● Work required: Of all the lines below, return only those starting with the line holding "pub fn extend(&mut" and going on through the line holding "pub fn plain_lines(&self)", exactly as written.
Excerpted data START
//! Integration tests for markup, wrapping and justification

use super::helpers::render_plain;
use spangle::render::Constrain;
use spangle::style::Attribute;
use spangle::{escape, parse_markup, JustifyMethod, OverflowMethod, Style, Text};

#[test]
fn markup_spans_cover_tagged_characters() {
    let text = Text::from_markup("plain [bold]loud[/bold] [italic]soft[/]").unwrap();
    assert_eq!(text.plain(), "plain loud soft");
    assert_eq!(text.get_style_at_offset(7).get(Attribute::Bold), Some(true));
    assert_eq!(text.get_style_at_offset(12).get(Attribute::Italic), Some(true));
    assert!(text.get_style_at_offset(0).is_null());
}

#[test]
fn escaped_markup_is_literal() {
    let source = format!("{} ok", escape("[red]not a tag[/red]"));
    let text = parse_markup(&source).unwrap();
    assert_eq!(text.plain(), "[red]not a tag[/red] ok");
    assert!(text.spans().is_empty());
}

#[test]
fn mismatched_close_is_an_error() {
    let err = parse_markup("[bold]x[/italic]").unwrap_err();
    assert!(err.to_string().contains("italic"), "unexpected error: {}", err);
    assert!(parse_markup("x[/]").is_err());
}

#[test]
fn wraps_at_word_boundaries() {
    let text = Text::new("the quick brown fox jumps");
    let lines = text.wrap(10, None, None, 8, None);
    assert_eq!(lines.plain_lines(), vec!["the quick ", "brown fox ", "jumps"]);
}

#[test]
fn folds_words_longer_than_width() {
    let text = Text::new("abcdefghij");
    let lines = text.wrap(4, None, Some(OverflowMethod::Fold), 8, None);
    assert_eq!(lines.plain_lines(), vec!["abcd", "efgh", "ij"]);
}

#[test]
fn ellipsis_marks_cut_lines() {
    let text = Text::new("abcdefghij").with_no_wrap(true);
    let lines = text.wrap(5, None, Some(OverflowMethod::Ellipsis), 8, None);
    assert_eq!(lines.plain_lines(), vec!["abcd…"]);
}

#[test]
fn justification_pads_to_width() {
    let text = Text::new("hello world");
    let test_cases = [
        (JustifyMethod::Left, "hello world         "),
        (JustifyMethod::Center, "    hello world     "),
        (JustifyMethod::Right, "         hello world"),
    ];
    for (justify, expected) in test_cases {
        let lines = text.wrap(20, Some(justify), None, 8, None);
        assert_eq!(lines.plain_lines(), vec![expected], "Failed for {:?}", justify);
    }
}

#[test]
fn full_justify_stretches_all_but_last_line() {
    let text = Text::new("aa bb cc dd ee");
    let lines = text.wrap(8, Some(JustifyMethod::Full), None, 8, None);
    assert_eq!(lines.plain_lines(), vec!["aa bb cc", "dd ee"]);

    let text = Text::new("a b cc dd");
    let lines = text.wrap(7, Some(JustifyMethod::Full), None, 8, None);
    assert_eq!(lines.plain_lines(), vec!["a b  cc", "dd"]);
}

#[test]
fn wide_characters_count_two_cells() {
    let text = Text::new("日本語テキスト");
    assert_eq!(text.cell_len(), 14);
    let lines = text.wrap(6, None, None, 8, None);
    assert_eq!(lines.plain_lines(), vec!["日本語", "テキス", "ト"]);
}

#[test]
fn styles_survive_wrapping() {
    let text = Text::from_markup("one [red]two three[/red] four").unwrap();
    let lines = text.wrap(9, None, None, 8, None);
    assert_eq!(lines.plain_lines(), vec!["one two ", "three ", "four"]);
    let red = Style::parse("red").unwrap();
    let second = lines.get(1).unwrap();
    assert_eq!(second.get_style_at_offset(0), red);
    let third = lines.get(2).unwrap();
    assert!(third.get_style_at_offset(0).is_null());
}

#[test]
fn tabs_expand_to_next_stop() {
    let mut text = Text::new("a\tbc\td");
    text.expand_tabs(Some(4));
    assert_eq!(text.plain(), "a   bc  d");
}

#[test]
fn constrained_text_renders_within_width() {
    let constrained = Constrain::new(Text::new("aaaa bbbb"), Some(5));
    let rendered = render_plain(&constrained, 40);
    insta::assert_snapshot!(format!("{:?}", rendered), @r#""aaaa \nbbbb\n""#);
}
Excerpted data END
Excerpted data START
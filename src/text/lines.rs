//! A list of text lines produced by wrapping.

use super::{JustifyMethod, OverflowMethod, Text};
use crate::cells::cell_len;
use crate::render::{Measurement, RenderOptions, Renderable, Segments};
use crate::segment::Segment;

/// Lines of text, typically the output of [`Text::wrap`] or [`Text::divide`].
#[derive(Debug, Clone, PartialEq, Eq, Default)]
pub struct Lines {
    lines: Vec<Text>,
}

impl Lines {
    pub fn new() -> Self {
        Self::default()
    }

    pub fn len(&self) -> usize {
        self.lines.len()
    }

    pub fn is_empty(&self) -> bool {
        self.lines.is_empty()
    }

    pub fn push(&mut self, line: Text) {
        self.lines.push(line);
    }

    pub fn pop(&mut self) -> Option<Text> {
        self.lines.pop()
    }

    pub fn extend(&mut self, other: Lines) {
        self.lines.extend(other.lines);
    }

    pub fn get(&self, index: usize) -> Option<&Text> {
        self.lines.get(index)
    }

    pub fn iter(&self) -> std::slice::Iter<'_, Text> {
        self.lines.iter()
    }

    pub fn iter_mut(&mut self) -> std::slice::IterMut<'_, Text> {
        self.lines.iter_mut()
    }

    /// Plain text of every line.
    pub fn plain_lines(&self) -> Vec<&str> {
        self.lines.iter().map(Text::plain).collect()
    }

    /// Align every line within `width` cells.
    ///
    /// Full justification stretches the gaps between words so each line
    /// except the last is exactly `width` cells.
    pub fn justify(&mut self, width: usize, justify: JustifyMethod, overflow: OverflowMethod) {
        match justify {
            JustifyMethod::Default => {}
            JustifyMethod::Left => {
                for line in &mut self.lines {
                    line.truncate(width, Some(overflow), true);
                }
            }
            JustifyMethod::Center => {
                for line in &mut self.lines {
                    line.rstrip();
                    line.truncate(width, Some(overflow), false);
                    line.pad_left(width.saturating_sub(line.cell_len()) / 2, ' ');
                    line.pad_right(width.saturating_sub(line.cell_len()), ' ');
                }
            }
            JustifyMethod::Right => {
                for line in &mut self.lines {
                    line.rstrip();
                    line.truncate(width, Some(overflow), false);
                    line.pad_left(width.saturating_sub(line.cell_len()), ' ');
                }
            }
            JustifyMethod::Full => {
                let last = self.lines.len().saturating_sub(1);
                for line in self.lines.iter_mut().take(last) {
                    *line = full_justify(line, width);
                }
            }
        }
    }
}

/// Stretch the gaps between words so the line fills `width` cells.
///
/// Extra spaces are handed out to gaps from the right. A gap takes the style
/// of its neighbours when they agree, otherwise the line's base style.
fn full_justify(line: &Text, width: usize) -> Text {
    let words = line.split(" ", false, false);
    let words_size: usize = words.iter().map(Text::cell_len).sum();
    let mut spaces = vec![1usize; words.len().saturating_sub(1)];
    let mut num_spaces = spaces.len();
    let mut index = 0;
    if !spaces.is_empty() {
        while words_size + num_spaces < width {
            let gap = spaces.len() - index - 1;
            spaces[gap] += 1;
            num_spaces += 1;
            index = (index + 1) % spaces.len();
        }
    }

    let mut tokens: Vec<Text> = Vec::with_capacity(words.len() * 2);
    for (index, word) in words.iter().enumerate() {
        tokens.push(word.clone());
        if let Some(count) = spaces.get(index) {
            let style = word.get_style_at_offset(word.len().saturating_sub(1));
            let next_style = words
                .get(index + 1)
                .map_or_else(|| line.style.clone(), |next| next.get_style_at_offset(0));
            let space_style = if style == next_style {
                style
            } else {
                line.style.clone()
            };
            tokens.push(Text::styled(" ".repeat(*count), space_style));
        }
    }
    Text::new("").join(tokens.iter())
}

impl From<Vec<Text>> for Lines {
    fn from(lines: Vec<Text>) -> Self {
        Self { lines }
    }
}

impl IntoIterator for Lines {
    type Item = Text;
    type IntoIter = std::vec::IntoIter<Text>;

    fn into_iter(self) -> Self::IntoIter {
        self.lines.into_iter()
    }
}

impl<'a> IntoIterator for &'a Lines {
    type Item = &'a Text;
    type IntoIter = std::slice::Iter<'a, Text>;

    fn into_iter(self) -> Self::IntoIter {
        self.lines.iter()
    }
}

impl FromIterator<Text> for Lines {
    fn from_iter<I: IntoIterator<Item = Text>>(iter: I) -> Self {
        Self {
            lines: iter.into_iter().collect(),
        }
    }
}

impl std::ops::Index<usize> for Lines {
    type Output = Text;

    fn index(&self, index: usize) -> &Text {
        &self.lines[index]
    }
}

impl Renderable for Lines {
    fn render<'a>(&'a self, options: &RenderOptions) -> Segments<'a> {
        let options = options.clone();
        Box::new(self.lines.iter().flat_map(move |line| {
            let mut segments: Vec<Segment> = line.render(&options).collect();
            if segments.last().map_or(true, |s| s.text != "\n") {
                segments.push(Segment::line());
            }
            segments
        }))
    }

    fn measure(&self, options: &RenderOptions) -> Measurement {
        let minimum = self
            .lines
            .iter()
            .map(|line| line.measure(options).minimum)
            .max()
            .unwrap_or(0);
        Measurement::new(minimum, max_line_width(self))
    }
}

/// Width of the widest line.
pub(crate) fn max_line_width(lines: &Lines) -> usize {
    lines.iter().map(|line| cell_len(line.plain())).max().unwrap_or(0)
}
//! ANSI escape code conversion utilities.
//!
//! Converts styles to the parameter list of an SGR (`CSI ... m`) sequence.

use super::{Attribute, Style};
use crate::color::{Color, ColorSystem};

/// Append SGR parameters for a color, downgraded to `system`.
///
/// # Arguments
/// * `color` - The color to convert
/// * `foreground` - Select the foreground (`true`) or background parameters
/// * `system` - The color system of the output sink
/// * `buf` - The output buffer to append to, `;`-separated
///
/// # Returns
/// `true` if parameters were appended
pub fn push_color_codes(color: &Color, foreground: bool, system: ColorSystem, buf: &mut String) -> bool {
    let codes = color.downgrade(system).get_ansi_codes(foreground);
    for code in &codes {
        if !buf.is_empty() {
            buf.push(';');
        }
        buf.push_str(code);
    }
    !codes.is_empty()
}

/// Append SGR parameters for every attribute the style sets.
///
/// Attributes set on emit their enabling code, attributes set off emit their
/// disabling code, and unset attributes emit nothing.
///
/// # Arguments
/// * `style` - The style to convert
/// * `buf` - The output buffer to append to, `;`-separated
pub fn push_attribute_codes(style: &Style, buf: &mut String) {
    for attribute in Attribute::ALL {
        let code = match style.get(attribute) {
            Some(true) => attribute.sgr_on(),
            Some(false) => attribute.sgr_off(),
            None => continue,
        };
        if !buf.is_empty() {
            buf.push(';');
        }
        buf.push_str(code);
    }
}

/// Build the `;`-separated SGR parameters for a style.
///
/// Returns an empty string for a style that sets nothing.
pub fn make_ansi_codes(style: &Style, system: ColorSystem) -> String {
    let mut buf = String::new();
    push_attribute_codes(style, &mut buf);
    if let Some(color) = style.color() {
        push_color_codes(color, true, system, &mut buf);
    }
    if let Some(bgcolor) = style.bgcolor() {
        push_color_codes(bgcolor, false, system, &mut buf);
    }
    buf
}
Excerpted data END
● Result for this task:
    pub fn extend(&mut self, other: Lines) {
        self.lines.extend(other.lines);
    }

    pub fn get(&self, index: usize) -> Option<&Text> {
        self.lines.get(index)
    }

    pub fn iter(&self) -> std::slice::Iter<'_, Text> {
        self.lines.iter()
    }

    pub fn iter_mut(&mut self) -> std::slice::IterMut<'_, Text> {
        self.lines.iter_mut()
    }

    /// Plain text of every line.
    pub fn plain_lines(&self) -> Vec<&str> {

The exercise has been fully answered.